On General 2-dimensional Lattice Spectra: Closedness, Hall’s Ray, and Examples

The paper’s Theorem 49 states that for two general Cantor sets C,D⊂[0,1] (with endpoints 0 and 1) and a continuous, piecewise C^1 map g with positive partial derivatives, if the level-set slope ratio |∂g/∂α ÷ ∂g/∂β| lies in [Ap(C), Ap(C)^{-1}] ∩ [Ap(D), Ap(D)^{-1}] along g^{-1}(h), then G=g(C×D)=[g(0,0), g(1,1)] (statement and setup in 5.1–5.2 and Theorem 49) . The proof provided in the paper constructs nested rectangles B_s and performs a careful case analysis ensuring each B_s intersects the level set g^{-1}(h), and then refines to obtain a limiting rectangle inside C×D that still meets g^{-1}(h), completing the proof (inductive construction and case splits in the proof text, including the Q1–Q6 square analysis and the final refinement B_{∞,t} to force inclusion in C×D) . This approach is sound under the stated hypotheses.
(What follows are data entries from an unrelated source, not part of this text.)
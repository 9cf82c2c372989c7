//! Lua primitives for the script bridge.
//!
//! # Design principle: "the script decides, the server acts"
//!
//! Scripts never touch server state directly. Every primitive either
//! reads a shared snapshot (titles) or pushes an [`Action`] onto a queue
//! the server drains after each dispatch, converting actions into
//! reactor submissions and session-manager calls. Handles given to Lua
//! (`pty`, `timer`) are opaque ids resolved per call — a handle whose
//! target died makes the action a logged no-op, never a dangling
//! reference.
//!
//! # Usage in Lua
//!
//! ```lua
//! local pty = prise.spawn{argv = {"/bin/sh"}, cols = 80, rows = 24}
//! pty:write("ls\n")
//!
//! prise.on("key_press", function(ev)
//!   return ev.key == "q" and ev.ctrl  -- true consumes the key
//! end)
//!
//! local t = prise.set_timeout(1000, function() log.info("tick") end)
//! t:cancel()
//! ```

use std::collections::{HashMap, VecDeque};
use std::sync::{Arc, Mutex};

use anyhow::{anyhow, Result};
use mlua::prelude::*;
use mlua::LuaSerdeExt;

use crate::keys::KeyEvent;
use crate::pty::SpawnOptions;
use crate::server::sessions::SessionIds;

/// A deferred side effect requested by the script.
#[derive(Debug, Clone, PartialEq, Eq)]
pub enum Action {
    /// Spawn a session under the pre-allocated id.
    Spawn { id: u64, opts: SpawnOptions },
    Write { pty: u64, bytes: Vec<u8> },
    SendKey { pty: u64, key: KeyEvent },
    /// Force a render on the next scheduler tick.
    RequestFrame { pty: u64 },
    StartTimer { timer: u64, ms: u64 },
    CancelTimer { timer: u64 },
    Quit,
}
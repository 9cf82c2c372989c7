//! MessagePack-RPC: wire codec and per-client session state.

pub mod codec;
pub mod session;

pub use codec::{Message, MessageDecoder, ProtocolError};
pub use session::{OutboundKind, QueueOutcome, RpcSession};
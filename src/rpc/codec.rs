//! MessagePack-RPC wire codec.
//!
//! Every client/server exchange is a concatenation of MessagePack-RPC
//! messages. There is no outer length prefix; a message is exactly one
//! top-level MessagePack array:
//!
//! ```text
//! [0, msgid: u32, method: str, params: array]   request
//! [1, msgid: u32, error: Value, result: Value]  response
//! [2, method: str, params: array]               notification
//! ```
//!
//! [`decode_one`] consumes exactly one complete value and reports the
//! consumed byte count so trailing bytes stay buffered. A truncated value
//! is not an error — it means "need more data" and the caller re-arms a
//! read. [`MessageDecoder`] wraps that into an incremental decoder in the
//! style of a TCP reassembly buffer.

use std::io::Cursor;

use rmpv::Value;
use serde::de::DeserializeOwned;
use thiserror::Error;

/// Cap on bytes buffered without containing one complete message (64 MB).
///
/// MessagePack has no length prefix, so the cap is enforced on the
/// reassembly buffer instead: a peer that streams this much without ever
/// completing a message is violating the protocol.
pub const MAX_MESSAGE_SIZE: usize = 64 * 1024 * 1024;

/// Wire type tags per the MessagePack-RPC dialect.
mod msg_type {
    pub const REQUEST: u64 = 0;
    pub const RESPONSE: u64 = 1;
    pub const NOTIFICATION: u64 = 2;
}

/// Errors produced while decoding inbound messages.
///
/// Any of these closes the offending client; other clients are unaffected.
#[derive(Debug, Error)]
pub enum ProtocolError {
    /// Structurally valid MessagePack that is not a valid RPC message.
    #[error("invalid message format: {0}")]
    InvalidFormat(String),

    /// An integer field (message id, type tag) outside its wire range.
    #[error("integer field out of range")]
    IntegerOverflow,

    /// A string field that is not valid UTF-8.
    #[error("string field is not valid UTF-8")]
    InvalidUtf8,

    /// Malformed MessagePack that can never complete into a value.
    #[error("malformed MessagePack: {0}")]
    Decode(rmpv::decode::Error),

    /// Reassembly buffer exceeded [`MAX_MESSAGE_SIZE`] without a message.
    #[error("message too large: {0} bytes buffered (max {MAX_MESSAGE_SIZE})")]
    Oversized(usize),
}

/// A decoded MessagePack-RPC message.
#[derive(Debug, Clone, PartialEq)]
pub enum Message {
    /// Expects exactly one `Response` with the same id.
    Request {
        id: u32,
        method: String,
        params: Vec<Value>,
    },
    /// Exactly one of `error` / `result` is non-nil.
    Response {
        id: u32,
        error: Value,
        result: Value,
    },
    /// Fire-and-forget; no reply is ever produced.
    Notification { method: String, params: Vec<Value> },
}

impl Message {
    pub fn request(id: u32, method: &str, params: Vec<Value>) -> Self {
        Message::Request {
            id,
            method: method.to_string(),
            params,
        }
    }

    pub fn response_ok(id: u32, result: Value) -> Self {
        Message::Response {
            id,
            error: Value::Nil,
            result,
        }
    }

    pub fn response_err(id: u32, error: impl Into<String>) -> Self {
        Message::Response {
            id,
            error: Value::from(error.into()),
            result: Value::Nil,
        }
    }

    pub fn notification(method: &str, params: Vec<Value>) -> Self {
        Message::Notification {
            method: method.to_string(),
            params,
        }
    }

    /// Encode this message into wire bytes.
    #[must_use]
    pub fn encode(&self) -> Vec<u8> {
        let value = match self {
            Message::Request { id, method, params } => Value::Array(vec![
                Value::from(msg_type::REQUEST),
                Value::from(*id),
                Value::from(method.as_str()),
                Value::Array(params.clone()),
            ]),
            Message::Response { id, error, result } => Value::Array(vec![
                Value::from(msg_type::RESPONSE),
                Value::from(*id),
                error.clone(),
                result.clone(),
            ]),
            Message::Notification { method, params } => Value::Array(vec![
                Value::from(msg_type::NOTIFICATION),
                Value::from(method.as_str()),
                Value::Array(params.clone()),
            ]),
        };
        let mut buf = Vec::new();
        rmpv::encode::write_value(&mut buf, &value)
            .expect("MessagePack encode to Vec cannot fail");
        buf
    }

    /// Interpret a decoded top-level value as an RPC message.
    fn from_value(value: Value) -> Result<Self, ProtocolError> {
        let Value::Array(items) = value else {
            return Err(ProtocolError::InvalidFormat(
                "message is not an array".into(),
            ));
        };

        let tag = items
            .first()
            .and_then(Value::as_u64)
            .ok_or_else(|| ProtocolError::InvalidFormat("missing type tag".into()))?;

        match tag {
            msg_type::REQUEST => {
                let [_, id, method, params] = take_arity::<4>(items, "request")?;
                Ok(Message::Request {
                    id: message_id(&id)?,
                    method: method_name(&method)?,
                    params: params_array(params)?,
                })
            }
            msg_type::RESPONSE => {
                let [_, id, error, result] = take_arity::<4>(items, "response")?;
                Ok(Message::Response {
                    id: message_id(&id)?,
                    error,
                    result,
                })
            }
            msg_type::NOTIFICATION => {
                let [_, method, params] = take_arity::<3>(items, "notification")?;
                Ok(Message::Notification {
                    method: method_name(&method)?,
                    params: params_array(params)?,
                })
            }
            other => Err(ProtocolError::InvalidFormat(format!(
                "unknown message type tag: {other}"
            ))),
        }
    }
}

fn take_arity<const N: usize>(
    items: Vec<Value>,
    kind: &str,
) -> Result<[Value; N], ProtocolError> {
    let len = items.len();
    items.try_into().map_err(|_| {
        ProtocolError::InvalidFormat(format!("{kind} has {len} elements, expected {}", N))
    })
}

fn message_id(value: &Value) -> Result<u32, ProtocolError> {
    let id = value
        .as_u64()
        .ok_or_else(|| ProtocolError::InvalidFormat("message id is not an integer".into()))?;
    u32::try_from(id).map_err(|_| ProtocolError::IntegerOverflow)
}

fn method_name(value: &Value) -> Result<String, ProtocolError> {
    match value {
        Value::String(s) => s
            .as_str()
            .map(str::to_string)
            .ok_or(ProtocolError::InvalidUtf8),
        _ => Err(ProtocolError::InvalidFormat(
            "method name is not a string".into(),
        )),
    }
}

fn params_array(value: Value) -> Result<Vec<Value>, ProtocolError> {
    match value {
        Value::Array(params) => Ok(params),
        _ => Err(ProtocolError::InvalidFormat("params is not an array".into())),
    }
}

/// Whether a decode error means the buffer ended mid-value.
fn is_truncation(err: &rmpv::decode::Error) -> bool {
    use rmpv::decode::Error;
    match err {
        Error::InvalidMarkerRead(io) | Error::InvalidDataRead(io) => {
            io.kind() == std::io::ErrorKind::UnexpectedEof
        }
        _ => false,
    }
}

/// Decode exactly one message from the front of `buf`.
///
/// Returns the message and the number of bytes it consumed, `Ok(None)` if
/// the buffer holds only a prefix of a message ("need more data").
///
/// # Errors
///
/// Returns a [`ProtocolError`] for malformed MessagePack or a value that
/// is not a valid RPC message.
pub fn decode_one(buf: &[u8]) -> Result<Option<(Message, usize)>, ProtocolError> {
    if buf.is_empty() {
        return Ok(None);
    }
    let mut cursor = Cursor::new(buf);
    let value = match rmpv::decode::read_value(&mut cursor) {
        Ok(value) => value,
        Err(e) if is_truncation(&e) => return Ok(None),
        Err(e) => return Err(ProtocolError::Decode(e)),
    };
    let consumed = cursor.position() as usize;
    Ok(Some((Message::from_value(value)?, consumed)))
}

/// Incremental message decoder over a raw byte stream.
///
/// Feed socket reads via [`MessageDecoder::feed`] and extract complete
/// messages; partial tails stay buffered for the next call.
#[derive(Debug, Default)]
pub struct MessageDecoder {
    buf: Vec<u8>,
}

impl MessageDecoder {
    #[must_use]
    pub fn new() -> Self {
        Self::default()
    }

    /// Append bytes and drain every complete message.
    ///
    /// # Errors
    ///
    /// Returns an error if the stream is malformed or the buffered tail
    /// exceeds [`MAX_MESSAGE_SIZE`]; the connection should be closed.
    pub fn feed(&mut self, bytes: &[u8]) -> Result<Vec<Message>, ProtocolError> {
        self.buf.extend_from_slice(bytes);

        let mut messages = Vec::new();
        let mut offset = 0;
        while let Some((message, consumed)) = decode_one(&self.buf[offset..])? {
            messages.push(message);
            offset += consumed;
        }
        self.buf.drain(..offset);

        if self.buf.len() > MAX_MESSAGE_SIZE {
            return Err(ProtocolError::Oversized(self.buf.len()));
        }
        Ok(messages)
    }

    /// Returns true if a partial message is buffered.
    #[must_use]
    pub fn has_partial(&self) -> bool {
        !self.buf.is_empty()
    }
}

// ── Typed param access ────────────────────────────────────────────────────────

/// Positional u64 param (accepts any non-negative integer encoding).
pub fn param_u64(params: &[Value], idx: usize) -> Result<u64, ProtocolError> {
    params
        .get(idx)
        .and_then(Value::as_u64)
        .ok_or_else(|| ProtocolError::InvalidFormat(format!("param {idx}: expected integer")))
}

/// Positional string param.
pub fn param_str<'a>(params: &'a [Value], idx: usize) -> Result<&'a str, ProtocolError> {
    match params.get(idx) {
        Some(Value::String(s)) => s.as_str().ok_or(ProtocolError::InvalidUtf8),
        _ => Err(ProtocolError::InvalidFormat(format!(
            "param {idx}: expected string"
        ))),
    }
}

/// Positional byte-string param; accepts bin or str encodings.
pub fn param_bytes(params: &[Value], idx: usize) -> Result<Vec<u8>, ProtocolError> {
    match params.get(idx) {
        Some(Value::Binary(b)) => Ok(b.clone()),
        Some(Value::String(s)) => Ok(s.as_bytes().to_vec()),
        _ => Err(ProtocolError::InvalidFormat(format!(
            "param {idx}: expected bytes"
        ))),
    }
}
The candidate (model) solution proposes a different route via Newhouse thickness: it turns the level curve into a graph β=ψ_h(α), pulls D back to T_h=ψ_h^{-1}(D), estimates thickness distortion under a bi-Lipschitz map, and then invokes the Gap Lemma to force C∩T_h≠∅ for each h. However, the model relies on two incorrect or unjustified steps: (i) it asserts that restricting a Cantor set to a subinterval cannot decrease thickness, which is generally false; and (ii) it applies the Gap Lemma at the borderline τ(C)·τ(T_h)≥1 and assumes “linked position” from endpoint accumulation without justification. These gaps are not merely cosmetic, and they undermine the model’s proof. In contrast, the paper’s rectangle-based proof, though technical, supplies the needed inductive control to reach the conclusion.